My time with ACMNP was so very exciting and formative. I learned and experienced so many life-changing things. While leading worship during a beautiful sunset atop Cadillac Mountain in Acadia National Park, a woman approached us in the middle of a worship song and began telling us that we were offending her and that we had no right to be there conducting the service. She paused for a moment and I thought she had finished her passing comment. Meanwhile, I tried to keep the song going. But then she continued, growing more furious with each passing second of our singing. She was yelling that we needed to leave. A scene was beginning to develop: soon every single bystander watching the sunset atop the mountain was watching what was happening.
Some among the service stopped singing and were stunned, staring at this lady, others glared, and still others simply sang louder.
A fellow ACMNP volunteer quickly and quietly walked up to her while she was yelling as the singing continued. Her verbal assault did not stop. The other ACMNP volunteer stood next to her and simply asked in a calm voice, “What would you like us to do?” She yelled in his face for us to “leave” and proceeded to scream all the reasons as to why.
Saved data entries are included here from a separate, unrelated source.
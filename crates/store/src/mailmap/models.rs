use std::collections::HashMap;

use serde::{Deserialize, Serialize};

/// Canonical side of a mailmap line.
#[derive(Debug, Clone, PartialEq, Eq, Serialize, Deserialize)]
pub struct MailmapEntry {
    pub canonical_name: String,
    pub canonical_email: String,
}

/// Parsed mailmap keyed by `"<alias name>|<alias email>"`, or `"|<alias email>"`
/// when the line gives no alias name. Keys keep file order; a later line for
/// the same key replaces the earlier one.
#[derive(Debug, Clone, Default)]
pub struct Mailmap {
    entries: Vec<(String, MailmapEntry)>,
    index: HashMap<String, usize>,
}

impl Mailmap {
    pub fn new() -> Self {
        Self::default()
    }

    pub fn key(alias_name: Option<&str>, alias_email: &str) -> String {
        format!("{}|{}", alias_name.unwrap_or(""), alias_email.to_lowercase())
    }

    pub fn insert(&mut self, key: String, entry: MailmapEntry) {
        match self.index.get(&key) {
            Some(&pos) => self.entries[pos].1 = entry,
            None => {
                self.index.insert(key.clone(), self.entries.len());
                self.entries.push((key, entry));
            }
        }
    }

    pub fn get(&self, key: &str) -> Option<&MailmapEntry> {
        self.index.get(key).map(|&pos| &self.entries[pos].1)
    }

    /// Name-qualified entry first, then the email-only entry.
    pub fn resolve(&self, name: &str, email: &str) -> Option<&MailmapEntry> {
        self.get(&Self::key(Some(name), email))
            .or_else(|| self.get(&Self::key(None, email)))
    }

    pub fn iter(&self) -> impl Iterator<Item = (&str, &MailmapEntry)> {
        self.entries.iter().map(|(k, v)| (k.as_str(), v))
    }

    pub fn len(&self) -> usize {
        self.entries.len()
    }

    pub fn is_empty(&self) -> bool {
        self.entries.is_empty()
    }
}
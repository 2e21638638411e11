use std::collections::HashSet;

use crate::config::{ScorerWeights, Thresholds};
use crate::normalize::{email_domain, normalize_name};
use crate::trace::{MatchReason, ReasonTag};

use super::{Pair, PairRule, PairScore};

/// Similarity in [0, 1] between two free-text names.
///
/// Equal normalized forms score 1, containment ("John" in "John Doe") 0.9,
/// strong token overlap `0.7 + 0.2 * jaccard`, otherwise normalized
/// Levenshtein similarity. An empty input scores 0.
pub fn name_similarity(a: &str, b: &str) -> f64 {
    if a.is_empty() || b.is_empty() {
        return 0.0;
    }

    let na = normalize_name(a);
    let nb = normalize_name(b);
    if na == nb {
        return 1.0;
    }
    if na.is_empty() || nb.is_empty() {
        return 0.0;
    }
    if na.contains(nb.as_str()) || nb.contains(na.as_str()) {
        return 0.9;
    }

    let jaccard = token_jaccard(&na, &nb);
    if jaccard > 0.5 {
        return 0.7 + 0.2 * jaccard;
    }

    edit_similarity(&na, &nb)
}

/// Jaccard index over whitespace-separated tokens.
pub fn token_jaccard(a: &str, b: &str) -> f64 {
    let ta: HashSet<&str> = a.split_whitespace().collect();
    let tb: HashSet<&str> = b.split_whitespace().collect();

    let union = ta.union(&tb).count();
    if union == 0 {
        return 0.0;
    }
    ta.intersection(&tb).count() as f64 / union as f64
}

/// `1 - levenshtein / max_len`, lengths in chars.
pub fn edit_similarity(a: &str, b: &str) -> f64 {
    let max_len = a.chars().count().max(b.chars().count());
    if max_len == 0 {
        return 1.0;
    }
    1.0 - strsim::levenshtein(a, b) as f64 / max_len as f64
}

/// Matches pairs no email rule claimed when their names are close enough.
pub struct SimilarNameRule {
    pub threshold: f64,
    pub same_domain_weight: f64,
    pub cross_domain_weight: f64,
}

impl SimilarNameRule {
    pub fn from_config(thresholds: &Thresholds, weights: &ScorerWeights) -> Self {
        Self {
            threshold: thresholds.name_similarity,
            same_domain_weight: weights.same_domain,
            cross_domain_weight: weights.cross_domain,
        }
    }
}

impl PairRule for SimilarNameRule {
    fn name(&self) -> &'static str {
        "similar_name"
    }

    fn apply(&self, pair: &Pair<'_>, current: Option<PairScore>) -> Option<PairScore> {
        if current.is_some() {
            return current;
        }

        let similarity = pair.name_similarity();
        if similarity <= self.threshold {
            return None;
        }

        let domain_a = email_domain(&pair.a.email);
        let shared_domain = !domain_a.is_empty() && domain_a == email_domain(&pair.b.email);
        let (weight, reason) = if shared_domain {
            (self.same_domain_weight, MatchReason::SimilarNameSameDomain)
        } else {
            (self.cross_domain_weight, MatchReason::SimilarName)
        };

        Some(PairScore {
            confidence: similarity * weight,
            reason: ReasonTag::new(reason),
        })
    }
}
Then, the most amazing thing happened: dozens of people who saw this whole scene unfolding -people who were not even participating in our service initially- started walking up to us and joining us. They stood strong next to us through the verbal persecution. Their presence was the same as angels to us. The woman grew blue in the face from yelling at us and eventually walked away. We finished singing the song and there was a moment of silence where we tried to collect ourselves. We made the decision to go ahead and move. I picked up the cross and we instructed those worshiping with us to come with us a little bit down the mountain; it didn’t feel like we were backing away, but more like we were turning the other cheek.
When we set up a hundred yards away and continued with the service, there was something present among us that was not before. Suddenly, everyone participating in our service felt as close as a sibling; as if we could have all gathered in a circle and shared our darkest secrets with no fear. We were united by our experience and nothing could tear us apart. Bystanders and strangers who explicitly did not profess the same faith as us approached us and apologized for the way we were treated. Some assured us that we had reacted in the most humbling fashion; many of them sat with us, joining us for the rest of the service. It was a visceral moment, a moment of persecution that God used it draw us all closer to Him. That is something that I’ll never forget.
Lee K., Acadia National Park, 2010
The Lord said, “Whom shall I send? And who will go for us?” And I said, “Here am I. Send me!”